One thought on “Got Green: Our Organizing Can Prevent Forest Fires”

  1. There’s a great new book out on how climate disruption has already accelerated to the point where devastating effects are inevitable. It’s called “The End of Ice: Bearing Witness and Finding Meaning in the Path of Climate Disruption” by Port Townsend resident Dahr Jamail. I heard him speak at a Town Hall event and he will speak again April 25th, 7:30 pm, at Kane Hall, UW. He goes to the ground zero locations of climate disrution – the Artctic, the Amazon, south Florida, coral reefs, and more, talking to locals and scientists.
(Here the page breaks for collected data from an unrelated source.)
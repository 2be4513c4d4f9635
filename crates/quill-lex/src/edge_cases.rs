//! Edge case tests for quill-lex
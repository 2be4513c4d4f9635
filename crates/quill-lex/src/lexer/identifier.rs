//! Identifier and keyword lexing.
//!
//! This module handles identifiers, reserved keywords and the literal words
//! `true`, `false` and `null`.

use crate::chars::is_ident_continue;
use crate::tables::is_keyword;
use crate::token::{TokenKind, TokenValue};
use crate::Lexer;

/// Classifies a complete identifier-shaped word.
///
/// Reserved keywords take priority, then the literal words, then plain
/// identifiers.
pub(crate) fn classify_word(word: &str) -> TokenKind {
    if is_keyword(word) {
        TokenKind::Keyword
    } else {
        match word {
            "true" | "false" => TokenKind::Bool,
            "null" => TokenKind::Null,
            _ => TokenKind::Identifier,
        }
    }
}

impl<'a> Lexer<'a> {
    /// Lexes an identifier, keyword, boolean or null.
    ///
    /// The current character must be a letter or underscore. Consumes the
    /// maximal run of letters, digits and underscores and appends exactly
    /// one token.
    pub(crate) fn read_identifier(&mut self) {
        self.cursor.advance();
        while !self.cursor.is_at_end() && is_ident_continue(self.cursor.current()) {
            self.cursor.advance();
        }

        let word = self.cursor.slice_from(self.token_start);
        let kind = classify_word(word);
        self.push_token(kind, TokenValue::Text(word.to_string()));
    }
}
//! Configuration Module - Lexer Options
//!
//! Most callers use [`LexerConfig::default`]. Hosts that keep settings in a
//! file can load them from TOML with [`LexerConfig::from_toml_str`].

use serde::{Deserialize, Serialize};
use thiserror::Error;

/// Options controlling a lexing run.
///
/// # Examples
///
/// ```rust
/// use quill_lex::LexerConfig;
///
/// // Use default configuration
/// let config = LexerConfig::default();
/// assert!(!config.allow_unterminated_block_comment);
///
/// // Accept `/* ...` running to the end of input
/// let config = LexerConfig {
///     allow_unterminated_block_comment: true,
///     ..Default::default()
/// };
/// ```
#[derive(Debug, Clone, PartialEq, Eq, Serialize, Deserialize)]
#[serde(deny_unknown_fields)]
pub struct LexerConfig {
    /// Treat a block comment that reaches end of input as closed instead of
    /// failing with `UnterminatedComment`.
    ///
    /// Default: false
    #[serde(default)]
    pub allow_unterminated_block_comment: bool,

    /// Skip a U+FEFF byte-order mark at the very start of the source.
    ///
    /// Default: true
    #[serde(default = "default_true")]
    pub skip_bom: bool,

    /// Reject sources longer than this many bytes before scanning.
    ///
    /// Default: None (unlimited)
    #[serde(default)]
    pub max_source_len: Option<usize>,
}

fn default_true() -> bool {
    true
}

impl Default for LexerConfig {
    fn default() -> Self {
        Self {
            allow_unterminated_block_comment: false,
            skip_bom: true,
            max_source_len: None,
        }
    }
}

/// Errors produced while loading a [`LexerConfig`].
#[derive(Debug, Error)]
pub enum ConfigError {
    /// The TOML text could not be parsed into a configuration.
    #[error("Invalid lexer configuration: {0}")]
    Parse(#[from] toml::de::Error),

    /// A field holds a value outside its accepted range.
    #[error("Invalid value for `{field}`: {reason}")]
    InvalidValue {
        /// Name of the rejected field.
        field: &'static str,
        /// What the field requires.
        reason: &'static str,
    },
}

impl LexerConfig {
    /// Parses a configuration from TOML. Missing fields take their defaults.
    ///
    /// # Examples
    ///
    /// ```rust
    /// use quill_lex::LexerConfig;
    ///
    /// let config = LexerConfig::from_toml_str("max_source_len = 4096").unwrap();
    /// assert_eq!(config.max_source_len, Some(4096));
    /// assert!(config.skip_bom);
    /// ```
    pub fn from_toml_str(text: &str) -> Result<Self, ConfigError> {
        let config: LexerConfig = toml::from_str(text)?;
        config.validate()?;
        Ok(config)
    }

    /// Checks field values that the type system cannot.
    pub fn validate(&self) -> Result<(), ConfigError> {
        if self.max_source_len == Some(0) {
            return Err(ConfigError::InvalidValue {
                field: "max_source_len",
                reason: "must be greater than zero",
            });
        }
        Ok(())
    }
}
    The scientists say that the IPCC is 10 years out of date. Expect things to bad twice as bad. We’re already into a permafrost / Arctic ice tipping point that is pouring methane into the atmosphere, 60 million plumes of bubbles in the Barents Sea alone. In Siberia big new craters are appearing, not by volcanic action, but by methane explosions. There is a possibility of a stupendous explosion that would bring us many decades of global warming overnight.
    In my judgement a partial collapse of global civilization is inevitable and it could get much worse, as I expect resource issues like peak oil to also hit much harder before 2050. Today’s extravagant waste on luxuries for the 1% and on a bloated military will become intolerable.